------ Materials provided ------

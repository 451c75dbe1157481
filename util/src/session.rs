//! Session management
//!
//! A session is one execution of an executable. It owns the session directory, where the log
//! file is written, and the epoch all elapsed times are measured from.

// ---------------------------------------------------------------------------
// IMPORTS
// ---------------------------------------------------------------------------

// External imports
use chrono::{DateTime, Utc};
use conquer_once::OnceCell;
use std::fs;
use std::path::PathBuf;
use thiserror::Error;

// Internal imports
use crate::time;

// ---------------------------------------------------------------------------
// STATICS
// ---------------------------------------------------------------------------

static SESSION_EPOCH: OnceCell<DateTime<Utc>> = OnceCell::uninit();

// ---------------------------------------------------------------------------
// CONSTANTS
// ---------------------------------------------------------------------------

/// A chrono format string which diplays a timestamp. See
/// https://docs.rs/chrono/0.4.11/chrono/format/strftime/index.html for more
/// information.
const TIMESTAMP_FORMAT: &str = "%Y%m%d_%H%M%S";

// ---------------------------------------------------------------------------
// DATA STRUCTURES
// ---------------------------------------------------------------------------

/// A struct storing information about the current session
#[derive(Clone, Debug)]
pub struct Session {
    /// The root directory for this session
    pub session_root: PathBuf,

    /// The path to the session's log file
    pub log_file_path: PathBuf,
}

// ---------------------------------------------------------------------------
// ENUMERATIONS
// ---------------------------------------------------------------------------

/// Possible errors associated with the session module.
#[derive(Error, Debug)]
pub enum SessionError {
    #[error("The software root environment variable (ARM_SW_ROOT) is not set")]
    SwRootNotSet,

    #[error("Cannot create the session directory: {0}")]
    CannotCreateDir(std::io::Error),

    #[error(
        "Cannot initialise the session epoch, have you already initialised the \
         session? (conquer_once error: {0})"
    )]
    CannotInitEpoch(conquer_once::TryInitError),

    #[error("Cannot get the epoch time, did you forget to initialise the session?")]
    CannotGetEpoch,
}

// ---------------------------------------------------------------------------
// IMPLEMENTATIONS
// ---------------------------------------------------------------------------

impl Session {
    /// Start a new session within the given directory.
    ///
    /// This will create a new session directory named `{exec_name}_{timestamp}` inside
    /// `$ARM_SW_ROOT/{sessions_dir}`.
    pub fn new(exec_name: &str, sessions_dir: &str) -> Result<Self, SessionError> {
        // Set the session epoch
        SESSION_EPOCH
            .try_init_once(Utc::now)
            .map_err(SessionError::CannotInitEpoch)?;

        // Format the session epoch as a timestamp
        let timestamp = match SESSION_EPOCH.get() {
            Some(e) => e.format(TIMESTAMP_FORMAT),
            None => return Err(SessionError::CannotGetEpoch),
        };

        // Create the session path
        let mut path = crate::host::get_arm_sw_root().map_err(|_| SessionError::SwRootNotSet)?;
        path.push(sessions_dir);
        path.push(format!("{}_{}", exec_name, timestamp));

        fs::create_dir_all(&path).map_err(SessionError::CannotCreateDir)?;

        let mut log_file_path = path.clone();
        log_file_path.push(format!("{}.log", exec_name));

        Ok(Session {
            session_root: path,
            log_file_path,
        })
    }
}

// ---------------------------------------------------------------------------
// PUBLIC FUNCTIONS
// ---------------------------------------------------------------------------

/// Get the number of seconds elapsed since the start of the session.
///
/// Returns `NAN` if the session has not been started, which is performed on creating a new
/// Session instance.
pub fn get_elapsed_seconds() -> f64 {
    match SESSION_EPOCH.get() {
        Some(e) => time::duration_to_seconds(Utc::now() - *e).unwrap_or(std::f64::NAN),
        None => std::f64::NAN,
    }
}

/// Return a reference to the session's epoch, or `None` if no session has been started.
pub fn get_epoch() -> Option<&'static DateTime<Utc>> {
    SESSION_EPOCH.get()
}
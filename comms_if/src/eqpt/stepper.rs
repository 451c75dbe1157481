//! # Cube Stepper Demands
//!
//! The cube holder is turned by five stepper motors. The transport accepts a batch command of
//! ten integers, an `(angle, direction)` pair for each physical channel.

// ------------------------------------------------------------------------------------------------
// IMPORTS
// ------------------------------------------------------------------------------------------------

use serde::{Deserialize, Serialize};

use super::EqptError;

// ------------------------------------------------------------------------------------------------
// CONSTANTS
// ------------------------------------------------------------------------------------------------

/// Number of stepper channels on the cube holder.
pub const NUM_STEPPER_CHANNELS: usize = 5;

/// Length of the batch command vector sent to the transport.
pub const STEPPER_CMD_LEN: usize = 2 * NUM_STEPPER_CHANNELS;

/// All stepper channels in transport order.
pub const STEPPER_CHANNELS: [StepperChannel; NUM_STEPPER_CHANNELS] = [
    StepperChannel::Left,
    StepperChannel::Right,
    StepperChannel::Front,
    StepperChannel::Back,
    StepperChannel::Down,
];

// ------------------------------------------------------------------------------------------------
// TRAITS
// ------------------------------------------------------------------------------------------------

/// Driver for the cube holder's stepper motors.
pub trait StepperDriver {
    /// Send a batch of stepper demands.
    fn send_stepper_dems(&mut self, dems: &StepperDems) -> Result<(), EqptError>;
}

// ------------------------------------------------------------------------------------------------
// STRUCTS
// ------------------------------------------------------------------------------------------------

/// A single rotation of one stepper.
#[derive(Serialize, Deserialize, Debug, Clone, Copy, PartialEq, Eq)]
pub struct StepperRotation {
    /// The motor to rotate
    pub channel: StepperChannel,

    /// Magnitude of the rotation.
    ///
    /// Units: degrees
    pub angle_deg: i32,

    /// Direction of the rotation
    pub direction: Direction,
}

/// Batch demands for all stepper channels. Channels without a demand do not move.
#[derive(Serialize, Deserialize, Debug, Clone, Default, PartialEq, Eq)]
pub struct StepperDems {
    pub rotations: [Option<(i32, Direction)>; NUM_STEPPER_CHANNELS],
}

// ------------------------------------------------------------------------------------------------
// ENUMS
// ------------------------------------------------------------------------------------------------

/// Stepper motor channels
#[derive(Serialize, Deserialize, Debug, Hash, Eq, PartialEq, Copy, Clone)]
pub enum StepperChannel {
    Left,
    Right,
    Front,
    Back,
    Down,
}

/// Rotation direction of a stepper
#[derive(Serialize, Deserialize, Debug, Hash, Eq, PartialEq, Copy, Clone)]
pub enum Direction {
    /// Encoded as `0` on the wire
    Forward,
    /// Encoded as `1` on the wire
    Reverse,
}

// -----------------------------------------------------------------------------------------------
// IMPLS
// -----------------------------------------------------------------------------------------------

impl StepperChannel {
    /// Index of this channel in the command vector (the angle is at `2 * index`, the direction
    /// at `2 * index + 1`).
    pub fn index(&self) -> usize {
        match self {
            StepperChannel::Left => 0,
            StepperChannel::Right => 1,
            StepperChannel::Front => 2,
            StepperChannel::Back => 3,
            StepperChannel::Down => 4,
        }
    }
}

impl Direction {
    pub fn flipped(&self) -> Self {
        match self {
            Direction::Forward => Direction::Reverse,
            Direction::Reverse => Direction::Forward,
        }
    }

    pub fn wire_value(&self) -> i32 {
        match self {
            Direction::Forward => 0,
            Direction::Reverse => 1,
        }
    }
}

impl StepperRotation {
    /// The rotation which undoes this one.
    pub fn inverse(&self) -> Self {
        Self {
            direction: self.direction.flipped(),
            ..*self
        }
    }
}

impl StepperDems {
    /// Build demands which only move the motor of the given rotation.
    pub fn single(rotation: StepperRotation) -> Self {
        let mut dems = Self::default();
        dems.rotations[rotation.channel.index()] = Some((rotation.angle_deg, rotation.direction));
        dems
    }

    /// Encode the demands into the batch command vector expected by the transport.
    pub fn to_cmd_vector(&self) -> [i32; STEPPER_CMD_LEN] {
        let mut cmd = [0; STEPPER_CMD_LEN];

        for (i, rot) in self.rotations.iter().enumerate() {
            if let Some((angle_deg, dir)) = rot {
                cmd[2 * i] = *angle_deg;
                cmd[2 * i + 1] = dir.wire_value();
            }
        }

        cmd
    }
}

impl From<StepperRotation> for StepperDems {
    fn from(rotation: StepperRotation) -> Self {
        Self::single(rotation)
    }
}

// ------------------------------------------------------------------------------------------------
// TESTS
// ------------------------------------------------------------------------------------------------

#[cfg(test)]
mod test {
    use super::*;

    #[test]
    fn test_cmd_vector() {
        let dems = StepperDems::single(StepperRotation {
            channel: StepperChannel::Front,
            angle_deg: 90,
            direction: Direction::Reverse,
        });

        assert_eq!(dems.to_cmd_vector(), [0, 0, 0, 0, 90, 1, 0, 0, 0, 0]);
        assert_eq!(StepperDems::default().to_cmd_vector(), [0; STEPPER_CMD_LEN]);
    }
}
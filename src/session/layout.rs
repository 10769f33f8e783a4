//! Placement of the size label and the edit toolbar around the selection

use crate::domain::{Point, Rect};

/// Height of the edit toolbar in logical pixels
pub const EDIT_TOOL_HEIGHT: f32 = 40.0;
/// Gap between the selection and the edit toolbar
pub const EDIT_TOOL_GAP: f32 = 8.0;
/// Height of the size label in logical pixels
pub const SIZE_DISPLAY_HEIGHT: f32 = 20.0;
/// Gap between the selection and the size label
pub const SIZE_DISPLAY_GAP: f32 = 8.0;

/// Selection size in device pixels, e.g. `"200 x 100"`
///
/// None for an empty selection, where the label is hidden.
pub fn size_label(selection: Rect, scale: f32) -> Option<String> {
    if selection.width == 0.0 && selection.height == 0.0 {
        return None;
    }
    Some(format!(
        "{} x {}",
        (selection.width * scale).round(),
        (selection.height * scale).round()
    ))
}

/// Top-left corner of the size label: above the selection, or just inside
/// its top edge when there is no room above
pub fn size_label_anchor(selection: Rect) -> Point {
    let above = selection.y - SIZE_DISPLAY_HEIGHT - SIZE_DISPLAY_GAP;
    if above < 0.0 {
        Point::new(selection.x, selection.y + SIZE_DISPLAY_GAP)
    } else {
        Point::new(selection.x, above)
    }
}

/// Top-left corner of a toolbar `toolbar_width` wide, right-aligned with the
/// selection
///
/// Below the selection when it fits in `max_y`, else above it, else inside
/// along the bottom edge.
pub fn toolbar_anchor(selection: Rect, toolbar_width: f32, max_y: f32) -> Point {
    let left = selection.right() - toolbar_width;
    let top = if selection.bottom() + EDIT_TOOL_HEIGHT + EDIT_TOOL_GAP <= max_y {
        selection.bottom() + EDIT_TOOL_GAP
    } else if selection.y - EDIT_TOOL_HEIGHT - EDIT_TOOL_GAP >= 0.0 {
        selection.y - EDIT_TOOL_HEIGHT - EDIT_TOOL_GAP
    } else {
        selection.bottom() - EDIT_TOOL_HEIGHT - EDIT_TOOL_GAP
    };
    Point::new(left, top)
}

#[cfg(test)]
mod tests {
    use super::*;

    #[test]
    fn test_size_label_uses_device_pixels() {
        let sel = Rect::new(10.0, 10.0, 100.0, 50.0);
        assert_eq!(size_label(sel, 2.0).as_deref(), Some("200 x 100"));
        assert_eq!(size_label(sel, 1.0).as_deref(), Some("100 x 50"));
        assert_eq!(size_label(Rect::default(), 2.0), None);
    }

    #[test]
    fn test_size_label_flips_inside_near_top() {
        assert_eq!(
            size_label_anchor(Rect::new(10.0, 100.0, 50.0, 50.0)),
            Point::new(10.0, 72.0)
        );
        assert_eq!(
            size_label_anchor(Rect::new(10.0, 20.0, 50.0, 50.0)),
            Point::new(10.0, 28.0)
        );
    }

    #[test]
    fn test_toolbar_below_above_inside() {
        let below = toolbar_anchor(Rect::new(100.0, 100.0, 200.0, 100.0), 120.0, 500.0);
        assert_eq!(below, Point::new(180.0, 208.0));

        let above = toolbar_anchor(Rect::new(100.0, 300.0, 200.0, 180.0), 120.0, 500.0);
        assert_eq!(above, Point::new(180.0, 252.0));

        let inside = toolbar_anchor(Rect::new(0.0, 10.0, 500.0, 480.0), 120.0, 500.0);
        assert_eq!(inside, Point::new(380.0, 442.0));
    }
}
//! Captured screenshot handling
//!
//! This module contains:
//! - The raw RGBA screenshot handed over by the host (image.rs)

pub mod image;
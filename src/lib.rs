//! Screenshot region selection and annotation
//!
//! A capture session shows a pre-captured screenshot, lets the user pick a
//! region (drag, window snap, resize, move), annotate it with rectangles,
//! ellipses, freehand paths, arrows and mosaic strokes, and hands the
//! composited PNG to the host.

pub mod annotations;
pub mod capture;
pub mod config;
pub mod core;
pub mod domain;
pub mod render;
pub mod session;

------

Assignment: An answer is complete only when it holds every line above containing the string "index".

Response to the task:
/// https://docs.rs/chrono/0.4.11/chrono/format/strftime/index.html for more
    /// Index of this channel in the command vector (the angle is at `2 * index`, the direction
    /// at `2 * index + 1`).
    pub fn index(&self) -> usize {
        dems.rotations[rotation.channel.index()] = Some((rotation.angle_deg, rotation.direction));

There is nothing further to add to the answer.